AN7149N -based power amp usage

amplifierintegrated-circuitpowerstereo

I have assembled AN7149N-based power amplifier according to the datasheet, but it shows no signs of life. The only changes I made were 2,7 ohm resistor instead on 2,2 ohm one, and 1000uF capacitor instead possibly (misprint in the datasheet) 100uF one at pin 3. Also, routed Vcc differently from the suggested PCB layout (I have no idea why designers are trying to route Vcc under capacitor). I assumed pin 1 to be on the left when looking at the front side of AN7149, where the dot is.

I have checked the PCB for continuity (and isolation of neigboring tracks) and all connections two times, but neither channel seems to work with 8 ohm load, no signs of signal. Excitation is seen nowhere else except on the input pin. Vcc is approximately 12v and power supply is capable to deliver 4A.

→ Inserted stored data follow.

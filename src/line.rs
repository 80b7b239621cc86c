use nalgebra as na;

/// Horizontal counting line: two endpoints sharing a y coordinate and a
/// narrow band around that y. A track is considered crossing while the
/// vertical center of its box lies strictly inside the band.
#[derive(Debug, Clone)]
pub struct CountingLine {
    a: na::Point2<f32>,
    b: na::Point2<f32>,
    band: f32,
}

impl CountingLine {
    pub const DEFAULT_BAND: f32 = 2.0;

    pub fn horizontal(y: f32, x_from: f32, x_to: f32) -> Self {
        Self::with_band(y, x_from, x_to, Self::DEFAULT_BAND)
    }

    pub fn with_band(y: f32, x_from: f32, x_to: f32, band: f32) -> Self {
        Self {
            a: na::Point2::new(x_from, y),
            b: na::Point2::new(x_to, y),
            band,
        }
    }

    #[inline(always)]
    pub fn y(&self) -> f32 {
        self.a.y
    }

    #[inline(always)]
    pub fn band(&self) -> f32 {
        self.band
    }

    #[inline]
    pub fn endpoints(&self) -> (na::Point2<f32>, na::Point2<f32>) {
        (self.a, self.b)
    }

    /// Both bounds are exclusive: a center exactly `band` pixels away from
    /// the line is outside.
    #[inline]
    pub fn in_band(&self, cy: f32) -> bool {
        cy > self.a.y - self.band && cy < self.a.y + self.band
    }
}
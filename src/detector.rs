use opencv::{core, imgproc, prelude::*, video};

use crate::detection::Detection;
use crate::error::Error;

#[derive(Debug, Clone)]
pub struct BlobDetectorConfig {
    pub min_area: f32,
    pub blur_kernel: i32,
    pub mask_threshold: f64,
    pub history: i32,
    pub var_threshold: f64,
    pub detect_shadows: bool,
}

impl BlobDetectorConfig {
    pub fn new(min_area: f32) -> Self {
        Self {
            min_area,
            ..Default::default()
        }
    }
}

impl Default for BlobDetectorConfig {
    fn default() -> Self {
        Self {
            min_area: 500.0,
            blur_kernel: 15,
            mask_threshold: 200.0,
            history: 500,
            var_threshold: 16.0,
            detect_shadows: true,
        }
    }
}

/// Foreground blob detector. Implementations keep their own adaptive state
/// across calls (the background model here).
pub trait Detect {
    type Frame;

    fn detect(&mut self, frame: &Self::Frame) -> Result<Vec<Detection>, Error>;
}

/// MOG2 background subtraction followed by blur, binary threshold and
/// external contour extraction. Boxes at or below `min_area` are dropped.
pub struct MogDetector {
    subtractor: core::Ptr<video::BackgroundSubtractorMOG2>,
    config: BlobDetectorConfig,
    mask: core::Mat,
    blurred: core::Mat,
    binary: core::Mat,
}

impl MogDetector {
    pub fn new(config: BlobDetectorConfig) -> Result<Self, Error> {
        let subtractor = video::create_background_subtractor_mog2(
            config.history,
            config.var_threshold,
            config.detect_shadows,
        )?;

        Ok(Self {
            subtractor,
            config,
            mask: core::Mat::default(),
            blurred: core::Mat::default(),
            binary: core::Mat::default(),
        })
    }

    pub fn config(&self) -> &BlobDetectorConfig {
        &self.config
    }
}

impl Detect for MogDetector {
    type Frame = core::Mat;

    fn detect(&mut self, frame: &core::Mat) -> Result<Vec<Detection>, Error> {
        self.subtractor.apply(frame, &mut self.mask, -1.0)?;

        let ksize = core::Size::new(self.config.blur_kernel, self.config.blur_kernel);
        imgproc::gaussian_blur(
            &self.mask,
            &mut self.blurred,
            ksize,
            0.0,
            0.0,
            core::BORDER_DEFAULT,
        )?;
        imgproc::threshold(
            &self.blurred,
            &mut self.binary,
            self.config.mask_threshold,
            255.0,
            imgproc::THRESH_BINARY,
        )?;

        let mut contours = core::Vector::<core::Vector<core::Point>>::new();
        imgproc::find_contours(
            &self.binary,
            &mut contours,
            imgproc::RETR_EXTERNAL,
            imgproc::CHAIN_APPROX_SIMPLE,
            core::Point::default(),
        )?;

        let mut detections = Vec::new();
        for contour in contours.iter() {
            let rect = imgproc::bounding_rect(&contour)?;
            let det = Detection::new(
                rect.x as f32,
                rect.y as f32,
                rect.width as f32,
                rect.height as f32,
            );

            if det.area > self.config.min_area {
                detections.push(det);
            }
        }

        Ok(detections)
    }
}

Combined screenshot and photo of the board follows:

enter image description here

What else can be done to debug this circuit?

Update: caps polarities are according to the datasheet; without input: no midrange voltage on any pins, except pin 1 has 1.4 V and some other pins something like 0,4 V (except Vcc pin, of course).

Test input Vdc is at 0 (can this be a problem?), Vrms of nearly sine-wave approximately at 2,8 V.

Update 2: I have another AN7149N, which I connected on the protoboard to GND (pins 4 and 9), Vcc (pin 10) and also input pins decoupled from 6V voltage divider. Current is almost 0.5 A, and the device is getting hot quickly. Old device never got warm. And, most important, I am getting signal to the loudspeaker.

Solved: Seems like I had bad luck with a particular chip. Amplifier works great after replacing the IC on PCB. As in one of the answers, I've added capacitor and resistors to the ground. I've added heatsink to make sure it stays cool.

Best Answer

You need to capacitively couple the inputs (try 3.3uF with the + to the chip)- other schematics also show 51K to ground.

enter image description here

I don't know why they don't show that on the reference design, maybe just to make the circuit look simpler. It's obviously required or you'll be outside the common-mode range of the input on a single-supply.